Exercise goal ::
Reply with one number only: the count of lines below that contain the word "disabled".

───── Task inputs ─────

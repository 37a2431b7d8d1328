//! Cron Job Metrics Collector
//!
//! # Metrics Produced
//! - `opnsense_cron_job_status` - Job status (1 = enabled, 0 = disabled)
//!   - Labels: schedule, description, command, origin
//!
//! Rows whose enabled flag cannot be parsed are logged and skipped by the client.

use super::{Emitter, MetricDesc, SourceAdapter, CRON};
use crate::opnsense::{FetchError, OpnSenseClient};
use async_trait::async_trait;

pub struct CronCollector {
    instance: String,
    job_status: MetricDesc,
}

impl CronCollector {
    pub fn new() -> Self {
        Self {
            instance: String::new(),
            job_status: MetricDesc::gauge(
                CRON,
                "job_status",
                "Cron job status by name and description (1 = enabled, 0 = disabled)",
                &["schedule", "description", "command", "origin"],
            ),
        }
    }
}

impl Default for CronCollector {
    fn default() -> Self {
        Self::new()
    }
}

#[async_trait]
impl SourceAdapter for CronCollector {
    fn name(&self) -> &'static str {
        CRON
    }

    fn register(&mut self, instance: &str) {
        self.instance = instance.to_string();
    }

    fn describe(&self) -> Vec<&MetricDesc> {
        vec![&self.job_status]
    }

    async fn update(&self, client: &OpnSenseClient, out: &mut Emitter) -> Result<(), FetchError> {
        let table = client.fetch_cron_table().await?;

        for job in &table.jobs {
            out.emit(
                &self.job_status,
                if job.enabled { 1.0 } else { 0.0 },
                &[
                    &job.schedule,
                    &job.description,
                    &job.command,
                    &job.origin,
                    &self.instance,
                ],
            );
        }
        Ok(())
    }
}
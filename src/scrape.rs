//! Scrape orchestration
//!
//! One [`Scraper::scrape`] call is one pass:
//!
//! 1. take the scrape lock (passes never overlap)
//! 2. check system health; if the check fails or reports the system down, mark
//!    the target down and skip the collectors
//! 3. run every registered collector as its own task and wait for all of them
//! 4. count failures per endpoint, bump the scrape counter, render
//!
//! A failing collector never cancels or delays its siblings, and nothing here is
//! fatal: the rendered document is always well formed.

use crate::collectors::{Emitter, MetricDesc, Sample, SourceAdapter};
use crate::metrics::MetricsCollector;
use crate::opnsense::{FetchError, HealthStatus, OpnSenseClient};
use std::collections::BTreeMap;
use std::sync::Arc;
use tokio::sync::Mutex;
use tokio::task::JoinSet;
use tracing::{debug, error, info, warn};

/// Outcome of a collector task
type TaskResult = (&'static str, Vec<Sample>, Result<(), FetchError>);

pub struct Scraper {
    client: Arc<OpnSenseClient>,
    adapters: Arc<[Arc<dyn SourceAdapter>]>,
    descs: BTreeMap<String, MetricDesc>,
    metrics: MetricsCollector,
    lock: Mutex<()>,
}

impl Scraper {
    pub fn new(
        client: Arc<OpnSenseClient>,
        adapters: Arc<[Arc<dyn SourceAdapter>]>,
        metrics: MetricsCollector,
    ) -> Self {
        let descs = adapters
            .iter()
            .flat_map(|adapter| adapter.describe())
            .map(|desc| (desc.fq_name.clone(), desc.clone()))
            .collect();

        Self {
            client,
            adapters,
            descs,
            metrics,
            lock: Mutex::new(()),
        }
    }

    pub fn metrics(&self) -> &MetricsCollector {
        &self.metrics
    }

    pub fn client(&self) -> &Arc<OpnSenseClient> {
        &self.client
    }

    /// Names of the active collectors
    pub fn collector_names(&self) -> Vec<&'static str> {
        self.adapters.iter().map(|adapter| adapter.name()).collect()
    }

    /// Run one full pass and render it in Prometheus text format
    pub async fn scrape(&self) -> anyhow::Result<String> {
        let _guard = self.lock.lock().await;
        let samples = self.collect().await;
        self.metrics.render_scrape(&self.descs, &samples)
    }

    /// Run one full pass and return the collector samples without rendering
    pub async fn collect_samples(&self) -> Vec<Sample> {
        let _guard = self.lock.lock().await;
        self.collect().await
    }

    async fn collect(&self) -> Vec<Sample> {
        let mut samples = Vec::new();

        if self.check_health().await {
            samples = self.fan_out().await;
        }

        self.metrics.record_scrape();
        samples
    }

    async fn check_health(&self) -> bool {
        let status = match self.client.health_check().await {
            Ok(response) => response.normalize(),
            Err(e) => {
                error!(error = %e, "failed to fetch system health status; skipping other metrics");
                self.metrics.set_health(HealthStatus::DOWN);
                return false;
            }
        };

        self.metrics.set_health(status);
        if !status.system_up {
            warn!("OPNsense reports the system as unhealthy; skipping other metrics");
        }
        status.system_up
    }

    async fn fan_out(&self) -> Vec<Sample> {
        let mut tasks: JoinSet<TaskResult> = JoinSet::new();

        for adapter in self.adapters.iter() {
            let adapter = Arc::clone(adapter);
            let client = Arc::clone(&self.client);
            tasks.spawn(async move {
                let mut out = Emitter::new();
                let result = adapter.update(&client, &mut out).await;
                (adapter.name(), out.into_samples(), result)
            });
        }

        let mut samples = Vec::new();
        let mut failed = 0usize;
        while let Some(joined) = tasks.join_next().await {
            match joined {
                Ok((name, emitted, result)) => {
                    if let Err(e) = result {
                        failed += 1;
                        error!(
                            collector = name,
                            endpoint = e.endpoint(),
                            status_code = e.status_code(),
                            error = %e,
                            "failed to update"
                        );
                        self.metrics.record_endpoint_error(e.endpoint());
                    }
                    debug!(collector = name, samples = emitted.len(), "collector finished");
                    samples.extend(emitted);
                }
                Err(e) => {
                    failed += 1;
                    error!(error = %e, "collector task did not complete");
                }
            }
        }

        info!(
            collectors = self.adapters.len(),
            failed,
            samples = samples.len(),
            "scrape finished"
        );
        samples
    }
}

─────

Reply to the exercise ::
2